[Exercise requirements] Which lines of the entries below contain the string "MathTransform"? Copy each one.

(Records excerpted from a collection)
┏━━

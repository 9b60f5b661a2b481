use super::{check_buffers, check_point};
use crate::error::{ReferencingError, Result};
use crate::matrix::Matrix;
use crate::transform::{MathTransform, Transform};

/// Two dimensional affine transform:
///
/// ```text
/// x' = m00 * x + m01 * y + m02
/// y' = m10 * x + m11 * y + m12
/// ```
#[derive(Debug, Clone, Copy, PartialEq)]
pub struct AffineTransform2D {
    m00: f64,
    m01: f64,
    m02: f64,
    m10: f64,
    m11: f64,
    m12: f64,
}

impl AffineTransform2D {
    /// Creates a transform from its six coefficients.
    pub fn new(m00: f64, m01: f64, m02: f64, m10: f64, m11: f64, m12: f64) -> Self {
        Self {
            m00,
            m01,
            m02,
            m10,
            m11,
            m12,
        }
    }

    /// Creates a transform from a 3x3 affine matrix. Returns `None` if the matrix has another
    /// size or is not affine.
    pub fn from_matrix(matrix: &Matrix) -> Option<Self> {
        if matrix.rows() != 3 || !matrix.is_affine() {
            return None;
        }

        Some(Self::new(
            matrix.at(0, 0),
            matrix.at(0, 1),
            matrix.at(0, 2),
            matrix.at(1, 0),
            matrix.at(1, 1),
            matrix.at(1, 2),
        ))
    }

    /// Coefficients in `[m00, m01, m02, m10, m11, m12]` order.
    pub fn coefficients(&self) -> [f64; 6] {
        [self.m00, self.m01, self.m02, self.m10, self.m11, self.m12]
    }

    /// Transforms a single point.
    pub fn apply(&self, x: f64, y: f64) -> (f64, f64) {
        (
            self.m00 * x + self.m01 * y + self.m02,
            self.m10 * x + self.m11 * y + self.m12,
        )
    }

    fn jacobian(&self) -> Matrix {
        Matrix::from(nalgebra::DMatrix::from_row_slice(
            2,
            2,
            &[self.m00, self.m01, self.m10, self.m11],
        ))
    }
}

impl MathTransform for AffineTransform2D {
    fn source_dimensions(&self) -> usize {
        2
    }

    fn target_dimensions(&self) -> usize {
        2
    }

    fn transform(&self, src: &[f64], dst: &mut [f64]) -> Result<()> {
        check_buffers(2, 2, src, dst)?;
        let (x, y) = self.apply(src[0], src[1]);
        dst[0] = x;
        dst[1] = y;
        Ok(())
    }

    fn derivative(&self, point: &[f64]) -> Result<Matrix> {
        check_point("derivative", 2, point)?;
        Ok(self.jacobian())
    }

    fn matrix(&self) -> Option<Matrix> {
        Matrix::new(
            3,
            3,
            &[
                self.m00, self.m01, self.m02, self.m10, self.m11, self.m12, 0.0, 0.0, 1.0,
            ],
        )
        .ok()
    }

    fn inverse(&self) -> Result<Transform> {
        let det = self.m00 * self.m11 - self.m01 * self.m10;
        if det == 0.0 || !det.is_finite() {
            return Err(ReferencingError::NonInvertible(format!(
                "2D affine transform {:?} has determinant {det}",
                self.coefficients()
            )));
        }

        Ok(Transform::Affine2D(Self::new(
            self.m11 / det,
            -self.m01 / det,
            (self.m01 * self.m12 - self.m11 * self.m02) / det,
            -self.m10 / det,
            self.m00 / det,
            (self.m10 * self.m02 - self.m00 * self.m12) / det,
        )))
    }

    fn derivative_and_transform(&self, src: &[f64], dst: Option<&mut [f64]>) -> Result<Matrix> {
        check_point("derivative", 2, src)?;
        if let Some(dst) = dst {
            self.transform(src, dst)?;
        }

        Ok(self.jacobian())
    }
}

┗━━

[Reply]
use crate::transform::{MathTransform, Transform};
impl MathTransform for AffineTransform2D {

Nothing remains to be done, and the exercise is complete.